После двух лет поисков дочери Щастного — Галины Алексеевны — в Таллине и Казани — вдруг, кружным путем и по стечении многих счастливых случайностей, узнаю питерский телефон и адрес сына опального героя — Льва Алексеевича, коротающего свой пенсионный век на Большой Охте. Вот и встреча назначена, и попутные «жигули» мчат по бесконечно унылому — в пустырях, новостройках, кладбищах, бетонных оградах «почтовых ящиков» — проспекту Энергетиков. Типовой блочно-панельный коммунхозоведомственный Ленинград, обложивший со всех сторон прекрасные стены Петербурга. И привычная тоска — сам в таком же райончике живу — забирается в душу, разве что развеселила на минуту вывеска промелькнувшего прикладбищенского ресторана «Тихая жизнь». С юмором ребята...
Сын Щастного жил в придорожной длинной «хрущобе», по счастью для него и для его жены, Елены Петровны, только что перенесшей ампутацию обеих ног (гангрена) — на втором этаже.
Если бы адмирал Щастный заглянул из своего посмертного высока под крышу сына — что сказал бы он, что подумал бы о нынешнем житье-бытье своих потомков?
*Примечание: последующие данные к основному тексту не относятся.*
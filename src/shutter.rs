//! Shutter-speed codes and the duration-to-code resolver.
//!
//! Shutter codes are vendor-defined integers; the duration a code produces is
//! obtained only by table lookup, never by formula. The reference table below
//! is generation-independent and spans 1/180000 s to 60 s on the vendor's
//! sixth-stop code lattice, with the conventional actual durations the
//! firmware exposes. Per-model configuration may override individual entries;
//! queried codes missing from both fall back to the naive reciprocal
//! `1/code`, which is known to be physically dubious and is kept only as a
//! last resort.

use crate::error::{CamResult, CameraError};
use std::collections::BTreeMap;

/// Vendor-reserved code meaning "duration controlled by software timing".
///
/// All real codes on the lattice are positive.
pub const SHUTTER_BULB: i32 = -1;

/// Longest device-native exposure in the reference table, in seconds.
/// Requests beyond this require bulb.
pub const MAX_PROGRAMMABLE_SECS: f64 = 60.0;

/// Tolerance for duration comparisons. Far below the tightest table spacing.
pub const DURATION_EPSILON: f64 = 1e-6;

/// Fixed reference mapping of shutter code to actual exposure seconds.
pub const REFERENCE_TABLE: [(i32, f64); 73] = [
    (6, 5.5555555556e-6),
    (7, 7.6923076923e-6),
    (9, 1.0000000000e-5),
    (12, 1.2500000000e-5),
    (15, 1.5625000000e-5),
    (19, 2.0000000000e-5),
    (24, 2.5000000000e-5),
    (30, 3.1250000000e-5),
    (38, 4.0000000000e-5),
    (48, 5.0000000000e-5),
    (61, 6.2500000000e-5),
    (76, 7.6923076923e-5),
    (96, 1.0000000000e-4),
    (122, 1.2500000000e-4),
    (153, 1.5625000000e-4),
    (193, 2.0000000000e-4),
    (244, 2.5000000000e-4),
    (307, 3.1250000000e-4),
    (387, 4.0000000000e-4),
    (488, 5.0000000000e-4),
    (615, 6.2500000000e-4),
    (775, 7.6923076923e-4),
    (976, 1.0000000000e-3),
    (1230, 1.2500000000e-3),
    (1550, 1.5625000000e-3),
    (1953, 2.0000000000e-3),
    (2460, 2.5000000000e-3),
    (3100, 3.1250000000e-3),
    (3906, 4.0000000000e-3),
    (4921, 5.0000000000e-3),
    (6200, 6.2500000000e-3),
    (7812, 8.0000000000e-3),
    (9843, 0.01),
    (12401, 0.0125),
    (15625, 0.015625),
    (19686, 0.02),
    (24803, 0.025),
    (31250, 0.03125),
    (39372, 0.04),
    (49606, 0.05),
    (62500, 0.0625),
    (78745, 0.07692307692),
    (99212, 0.1),
    (125000, 0.125),
    (157490, 0.15625),
    (198425, 0.2),
    (250000, 0.25),
    (314980, 0.3125),
    (396850, 0.4),
    (500000, 0.5),
    (629960, 0.625),
    (707106, 0.6666666667),
    (793700, 0.7692307692),
    (1000000, 1.0),
    (1259921, 1.3),
    (1414213, 1.5),
    (1587401, 1.6),
    (2000000, 2.0),
    (2519842, 2.5),
    (3174802, 3.2),
    (4000000, 4.0),
    (5039684, 5.0),
    (6349604, 6.4),
    (8000000, 8.0),
    (10079368, 10.0),
    (12699208, 13.0),
    (16000000, 16.0),
    (20158736, 20.0),
    (25398416, 25.0),
    (32000000, 32.0),
    (40317473, 40.0),
    (50796833, 50.0),
    (64000000, 60.0),
];

/// Duration for `code` from the reference table, if present.
pub fn reference_duration(code: i32) -> Option<f64> {
    REFERENCE_TABLE
        .iter()
        .find(|(c, _)| *c == code)
        .map(|(_, d)| *d)
}

/// All codes in the reference table, ascending.
pub fn reference_codes() -> Vec<i32> {
    REFERENCE_TABLE.iter().map(|(c, _)| *c).collect()
}

/// Map a requested duration to the best device-native code.
///
/// Policy: prefer under-exposure over over-exposure. Among non-bulb entries,
/// pick the largest mapped duration that does not exceed
/// `requested + DURATION_EPSILON`; an exact match (within epsilon) therefore
/// always wins. Requests beyond `max_programmable` need bulb; if the device
/// cannot bulb, that is an out-of-range error. If no non-bulb entry qualifies
/// at all, the bulb sentinel is returned as a last resort.
pub fn resolve(
    requested_secs: f64,
    map: &BTreeMap<i32, f64>,
    bulb_capable: bool,
    max_programmable: f64,
) -> CamResult<i32> {
    if requested_secs > max_programmable + DURATION_EPSILON {
        if bulb_capable {
            return Ok(SHUTTER_BULB);
        }
        return Err(CameraError::ExposureOutOfRange {
            requested: requested_secs,
            max: max_programmable,
        });
    }

    let mut best: Option<(i32, f64)> = None;
    for (&code, &duration) in map {
        if code == SHUTTER_BULB {
            continue;
        }
        if duration <= requested_secs + DURATION_EPSILON {
            match best {
                Some((_, d)) if d >= duration => {}
                _ => best = Some((code, duration)),
            }
        }
    }

    Ok(best.map_or(SHUTTER_BULB, |(code, _)| code))
}

#[cfg(test)]
mod tests {
    use super::*;

    fn reference_map() -> BTreeMap<i32, f64> {
        REFERENCE_TABLE.iter().copied().collect()
    }

    #[test]
    fn test_exact_table_points_resolve_to_themselves() {
        let map = reference_map();
        for (code, duration) in REFERENCE_TABLE {
            assert_eq!(
                resolve(duration, &map, true, MAX_PROGRAMMABLE_SECS).unwrap(),
                code,
                "table point {duration}s should resolve to {code}"
            );
        }
    }

    #[test]
    fn test_one_second_resolves_exactly() {
        let map = reference_map();
        assert_eq!(
            resolve(1.0, &map, true, MAX_PROGRAMMABLE_SECS).unwrap(),
            1000000
        );
    }

    #[test]
    fn test_floor_rule_excludes_longer_neighbor() {
        // 0.70s sits between 0.6667s (707106) and 0.769s (793700); the longer
        // neighbor would over-expose and must lose.
        let map = reference_map();
        assert_eq!(
            resolve(0.70, &map, true, MAX_PROGRAMMABLE_SECS).unwrap(),
            707106
        );
    }

    #[test]
    fn test_floor_property_sweep() {
        let map = reference_map();
        let mut d = 1e-5;
        while d <= MAX_PROGRAMMABLE_SECS {
            let code = resolve(d, &map, true, MAX_PROGRAMMABLE_SECS).unwrap();
            if code != SHUTTER_BULB {
                let mapped = map[&code];
                assert!(
                    mapped <= d + DURATION_EPSILON,
                    "resolve({d}) returned {code} mapping to {mapped}, over-exposing"
                );
            }
            d *= 1.37;
        }
    }

    #[test]
    fn test_beyond_max_needs_bulb() {
        let map = reference_map();
        assert_eq!(
            resolve(120.0, &map, true, MAX_PROGRAMMABLE_SECS).unwrap(),
            SHUTTER_BULB
        );
        let err = resolve(120.0, &map, false, MAX_PROGRAMMABLE_SECS).unwrap_err();
        assert!(matches!(err, CameraError::ExposureOutOfRange { .. }));
    }

    #[test]
    fn test_shorter_than_table_falls_back_to_bulb_sentinel() {
        let map = reference_map();
        let code = resolve(1e-9, &map, true, MAX_PROGRAMMABLE_SECS).unwrap();
        assert_eq!(code, SHUTTER_BULB);
    }

    #[test]
    fn test_bulb_sentinel_entry_is_ignored_for_floor_selection() {
        let mut map = reference_map();
        map.insert(SHUTTER_BULB, 3600.0);
        assert_eq!(
            resolve(0.70, &map, true, MAX_PROGRAMMABLE_SECS).unwrap(),
            707106
        );
    }
}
С его дореволюционными житомирско-киевскими представлениями, что есть самый скромный достаток, он бы наверняка нашел положение сына — бедняцким, а может, и нищенским. Зная бы это наперед, повел ли он свои корабли в тот отчаянный Ледовый поход?
Думаю, что повел.. Уж такая это страна Россия, где за любовь к Отечеству клеймят в газетах, как за постыдное извращение, где стреляют ее заступников из чекистских наганов и танковых пушек — в тайных подвалах и средь бела дня на честном миру. А доброхоты-донкихоты все не переводятся, и ведут они свои корабли сквозь безнадежные льды, льды, льды...
И была встреча — радостная, сумбурная и горестная, когда под прессом отпущенного делами и вокзальным расписанием часа мешалось все: светлые воспоминания детства и обида за отца, сыновья гордость и сиротская горечь, смущение за убогий пенсионерский быт и досада на новую помеху жизни — инвалидную коляску, слишком громоздкую для тесной комнатки, наконец, самое главное — стремление вместить в эти шестьдесят суматошных минут семьдесят лет, прожитых столь непросто, опасно и трудно. Увы, кончились те времена, когда в Питер можно было приезжать, чтобы не спеша обойти всех друзей и толковать, не глядя на часы... Из-за этих-то безжалостных часов разговор пошел так: вопрос — ответ, вопрос...
— Лев Алексеевич, вы хоть как-то отца помните?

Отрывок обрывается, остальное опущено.